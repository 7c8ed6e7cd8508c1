//! Canned report descriptors and usage maps.

use hmap::codes::{
    BTN_LEFT, BTN_MIDDLE, BTN_RIGHT, KEY_A, KEY_B, KEY_C, KEY_D, KEY_MUTE, KEY_PLAYPAUSE,
    KEY_VOLUMEDOWN, KEY_VOLUMEUP, REL_X, REL_Y,
};
use hmap::usage::{button, consumer, digitizers, generic_desktop, keyboard, page};
use hmap::{Hmap, HmapResult, MapItem, UsageMap};

use crate::builder::{DescriptorBuilder, collection, input};
use crate::mock::{MockTransport, RecordingSink};

/// Three buttons, 5 bits of padding, relative X/Y bytes. No report ID.
pub fn mouse_descriptor() -> Vec<u8> {
    DescriptorBuilder::new()
        .application(generic_desktop::MOUSE)
        .usage_page(page::BUTTON)
        .usage_min(1)
        .usage_max(3)
        .logical_min(0)
        .logical_max(1)
        .report_size(1)
        .report_count(3)
        .input(input::DATA_VAR_ABS)
        .report_size(5)
        .report_count(1)
        .input(input::CONSTANT)
        .usage_page(page::GENERIC_DESKTOP)
        .usage(generic_desktop::X.id)
        .usage(generic_desktop::Y.id)
        .logical_min(-127)
        .logical_max(127)
        .report_size(8)
        .report_count(2)
        .input(input::DATA_VAR_REL)
        .end_collection()
        .build()
}

pub static MOUSE_MAP: UsageMap = &[
    MapItem::key("BTN_LEFT", button(1), BTN_LEFT),
    MapItem::key("BTN_RIGHT", button(2), BTN_RIGHT),
    MapItem::key("BTN_MIDDLE", button(3), BTN_MIDDLE),
    MapItem::rel("X", generic_desktop::X, REL_X).required(),
    MapItem::rel("Y", generic_desktop::Y, REL_Y).required(),
];

fn keyboard_array(builder: DescriptorBuilder) -> DescriptorBuilder {
    builder
        .usage_page(page::KEYBOARD)
        .usage_min(0x04)
        .usage_max(0x07)
        .logical_min(0x04)
        .logical_max(0x07)
        .report_size(8)
        .report_count(6)
        .input(input::DATA_ARRAY_ABS)
}

/// Six 8-bit key slots over the Keyboard page range 0x04..=0x07; slot values
/// are the usage ids.
pub fn keyboard_descriptor() -> Vec<u8> {
    keyboard_array(DescriptorBuilder::new().application(generic_desktop::KEYBOARD))
        .end_collection()
        .build()
}

pub static KEYBOARD_MAP: UsageMap = &[
    MapItem::key("KEY_A", keyboard(0x04), KEY_A),
    MapItem::key("KEY_B", keyboard(0x05), KEY_B),
    MapItem::key("KEY_C", keyboard(0x06), KEY_C),
    MapItem::key("KEY_D", keyboard(0x07), KEY_D),
];

pub static CONSUMER_MAP: UsageMap = &[
    MapItem::key("MUTE", consumer::MUTE, KEY_MUTE),
    MapItem::key("VOLUME_UP", consumer::VOLUME_INCREMENT, KEY_VOLUMEUP),
    MapItem::key("VOLUME_DOWN", consumer::VOLUME_DECREMENT, KEY_VOLUMEDOWN),
    MapItem::key("PLAY_PAUSE", consumer::PLAY_PAUSE, KEY_PLAYPAUSE),
];

/// Report 1: keyboard range array. Report 2: two consumer list slots.
pub fn multi_report_descriptor() -> Vec<u8> {
    let builder = DescriptorBuilder::new()
        .application(generic_desktop::KEYBOARD)
        .report_id(1);
    keyboard_array(builder)
        .end_collection()
        .application(consumer::CONSUMER_CONTROL)
        .report_id(2)
        .usage(consumer::MUTE.id)
        .usage(consumer::VOLUME_INCREMENT.id)
        .usage(consumer::VOLUME_DECREMENT.id)
        .usage(consumer::PLAY_PAUSE.id)
        .logical_min(1)
        .logical_max(4)
        .report_size(8)
        .report_count(2)
        .input(input::DATA_ARRAY_ABS)
        .end_collection()
        .build()
}

fn pen_axes(builder: DescriptorBuilder, with_pressure: bool) -> DescriptorBuilder {
    let builder = builder
        .usage_page(page::GENERIC_DESKTOP)
        .usage(generic_desktop::X.id)
        .usage(generic_desktop::Y.id)
        .logical_min(0)
        .logical_max(32767)
        .report_size(16)
        .report_count(2)
        .input(input::DATA_VAR_ABS);
    if with_pressure {
        builder
            .usage_page(page::DIGITIZERS)
            .usage(digitizers::TIP_PRESSURE.id)
            .logical_max(1023)
            .report_count(1)
            .input(input::DATA_VAR_ABS)
    } else {
        builder
    }
}

fn pen_buttons(builder: DescriptorBuilder) -> DescriptorBuilder {
    builder
        .usage_page(page::DIGITIZERS)
        .usage(digitizers::TIP_SWITCH.id)
        .usage(digitizers::IN_RANGE.id)
        .usage(digitizers::INVERT.id)
        .usage(digitizers::ERASER.id)
        .logical_min(0)
        .logical_max(1)
        .report_size(1)
        .report_count(4)
        .input(input::DATA_VAR_ABS)
        .report_count(4)
        .input(input::CONSTANT)
}

fn pen(with_pressure: bool) -> Vec<u8> {
    let builder = DescriptorBuilder::new()
        .application(digitizers::PEN)
        .usage(digitizers::STYLUS.id)
        .collection(collection::PHYSICAL);
    pen_buttons(pen_axes(builder, with_pressure))
        .end_collection()
        .end_collection()
        .build()
}

/// Pen with 16-bit X, Y and pressure, then TipSwitch (bit 0), InRange,
/// Invert and Eraser (bit 3). Seven-byte reports, no report ID.
pub fn pen_descriptor() -> Vec<u8> {
    pen(true)
}

/// The pen layout without a TipPressure field.
pub fn pen_descriptor_without_pressure() -> Vec<u8> {
    pen(false)
}

/// Pen report payload.
pub fn pen_report(x: u16, y: u16, pressure: u16, buttons: u8) -> Vec<u8> {
    let mut report = Vec::with_capacity(7);
    report.extend_from_slice(&x.to_le_bytes());
    report.extend_from_slice(&y.to_le_bytes());
    report.extend_from_slice(&pressure.to_le_bytes());
    report.push(buttons);
    report
}

/// Power down, sleep and wake-up as one-bit variables.
pub fn system_control_descriptor() -> Vec<u8> {
    DescriptorBuilder::new()
        .application(generic_desktop::SYSTEM_CONTROL)
        .usage_min(generic_desktop::SYSTEM_POWER_DOWN.id)
        .usage_max(generic_desktop::SYSTEM_WAKEUP.id)
        .logical_min(0)
        .logical_max(1)
        .report_size(1)
        .report_count(3)
        .input(input::DATA_VAR_ABS)
        .report_size(5)
        .report_count(1)
        .input(input::CONSTANT)
        .end_collection()
        .build()
}

/// Build, add maps and attach a device over the mock transport.
pub fn attached(
    descriptor: impl Into<Vec<u8>>,
    maps: &[UsageMap],
) -> HmapResult<Hmap<MockTransport, RecordingSink>> {
    let mut hmap = Hmap::new(MockTransport::new(descriptor), RecordingSink::new());
    for map in maps {
        hmap.add_map(*map)?;
    }
    hmap.attach()?;
    Ok(hmap)
}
※
Begin at the first line of the material and transcribe each line exactly. End with the line containing "the usage ids.", and give nothing else.

_Written solution_
repository 7c8ed6e7cd8508c1
//! Canned report descriptors and usage maps.

use hmap::codes::{
    BTN_LEFT, BTN_MIDDLE, BTN_RIGHT, KEY_A, KEY_B, KEY_C, KEY_D, KEY_MUTE, KEY_PLAYPAUSE,
    KEY_VOLUMEDOWN, KEY_VOLUMEUP, REL_X, REL_Y,
};
use hmap::usage::{button, consumer, digitizers, generic_desktop, keyboard, page};
use hmap::{Hmap, HmapResult, MapItem, UsageMap};

use crate::builder::{DescriptorBuilder, collection, input};
use crate::mock::{MockTransport, RecordingSink};

/// Three buttons, 5 bits of padding, relative X/Y bytes. No report ID.
pub fn mouse_descriptor() -> Vec<u8> {
    DescriptorBuilder::new()
        .application(generic_desktop::MOUSE)
        .usage_page(page::BUTTON)
        .usage_min(1)
        .usage_max(3)
        .logical_min(0)
        .logical_max(1)
        .report_size(1)
        .report_count(3)
        .input(input::DATA_VAR_ABS)
        .report_size(5)
        .report_count(1)
        .input(input::CONSTANT)
        .usage_page(page::GENERIC_DESKTOP)
        .usage(generic_desktop::X.id)
        .usage(generic_desktop::Y.id)
        .logical_min(-127)
        .logical_max(127)
        .report_size(8)
        .report_count(2)
        .input(input::DATA_VAR_REL)
        .end_collection()
        .build()
}

pub static MOUSE_MAP: UsageMap = &[
    MapItem::key("BTN_LEFT", button(1), BTN_LEFT),
    MapItem::key("BTN_RIGHT", button(2), BTN_RIGHT),
    MapItem::key("BTN_MIDDLE", button(3), BTN_MIDDLE),
    MapItem::rel("X", generic_desktop::X, REL_X).required(),
    MapItem::rel("Y", generic_desktop::Y, REL_Y).required(),
];

fn keyboard_array(builder: DescriptorBuilder) -> DescriptorBuilder {
    builder
        .usage_page(page::KEYBOARD)
        .usage_min(0x04)
        .usage_max(0x07)
        .logical_min(0x04)
        .logical_max(0x07)
        .report_size(8)
        .report_count(6)
        .input(input::DATA_ARRAY_ABS)
}

/// Six 8-bit key slots over the Keyboard page range 0x04..=0x07; slot values
/// are the usage ids.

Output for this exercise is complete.